### A script to retrieve FASTA header/sequence pairs

`sys.argv` is a list of values from the command line.

The first element of this list, `sys.argv[0]`, is the script itself. Consider the following example:

`python3 my_script.py alpaca baboon camel`

In this case, `sys.argv` would be:

In [2]:
sys_args = ['path_to_my_script.py', 'alpaca', 'baboon', 'camel']
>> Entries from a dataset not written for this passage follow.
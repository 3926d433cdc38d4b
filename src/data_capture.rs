//! Collaborators that produce artifacts and their text.
//!
//! - [`ScreenCapture`]: returns one screen image.
//! - [`OcrEngine`]: returns the raw text of an image.
//! - [`Clock`]: timestamps captures.
//!
//! The shipped implementations drive external tools (`scrot`, `tesseract`, ...)
//! through `tokio::process`, bounded by a timeout.

mod command;

pub mod clock;
#[cfg(test)]
pub(crate) mod fakes;
pub mod ocr;
pub mod screen_capture;
pub mod types;

pub use clock::{Clock, SteppingClock, SystemClock};
pub use command::PATH_PLACEHOLDER;
pub use ocr::{normalize_text, CommandOcr, OcrEngine};
pub use screen_capture::{CommandCapture, ScreenCapture};
pub use types::CapturedImage;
This list can then be indexed as expected:

In [6]:
print(sys_args[0])
print(sys_args[1])

path_to_my_script.py
alpaca


If we want all of the arguments supplied to the script as a list, we can just do

In [8]:
args = sys_args[1:]
args

['alpaca', 'baboon', 'camel']

So, for our script we want the user to be able to provide one or more header values for the script to retrieve from the file. We will require that the first argument (`sys.argv[1]`) be the FASTA file, and any following arguments will be headers:

In [10]:
import sys  # We need sys to get input from the command line

def fasta_parse(fasta, delimiter=">", separator="", trim_header=True):
    """
    Iterator which takes FASTA as input. Yields
    header/value pairs. Separator will be
    used to join the return value; use separator=
    None to return a list.

    If trim_header, parser will return the
    FASTA header up to the first space character.
    Otherwise, it will return the full, unaltered
    header string.

    """
    header, seq = None, []
    with open(fasta) as f:
        for line in f:
            if line.startswith(delimiter):
                if header:  # associate accumulated seq with header
                    if separator is not None:
                        seq = separator.join(str(e) for e in seq)
                    yield header, seq
                # Assign a new header
                header = line.strip().lstrip(delimiter)
                if trim_header:
                    header = header.split()[0]
                # Clear seq for new round of collection
                seq = []
            elif line.startswith('#'):
                continue
            else:
                if line.strip():  # don't collect blank lines
                    seq.append(line.rstrip('\n'))
        if separator is not None:  # make string
            seq = separator.join(str(e) for e in seq)
        yield header, seq

fasta_file = sys.argv[1]
headers = sys.argv[2:]  # every additional argument, as a list
headers = set(headers)  # no duplicate headers

header_n_wanted = len(headers)
found_header_count = 0

# We have our fasta_parse function, which gives ('yields') every header/sequence pair 
# in a FASTA file as an iterable (which means we can loop over its values)
for header, sequence in fasta_parse(fasta_file):  # the function opens the file internally
    # check if each header is wanted by the user
    if header in headers:  # print the header and its sequence
        found_header_count += 1
        print('>' + header)
#         print('>{}'.format(header))
        print(sequence)
        headers.remove(header)
        # exit the loop as early as possible so we aren't looping through
        # the whole file if we don't need to
        if len(headers) == 0:  # all headers found
            break  # exit the containing loop
            
# Give user some info about how things went;
# the `file` argument allows for the output to be sent to a different
# stream so that it's not captured in any redirection the user might
# make
print('# Found {}/{} headers'.format(found_header_count, header_n_wanted), file=sys.stderr)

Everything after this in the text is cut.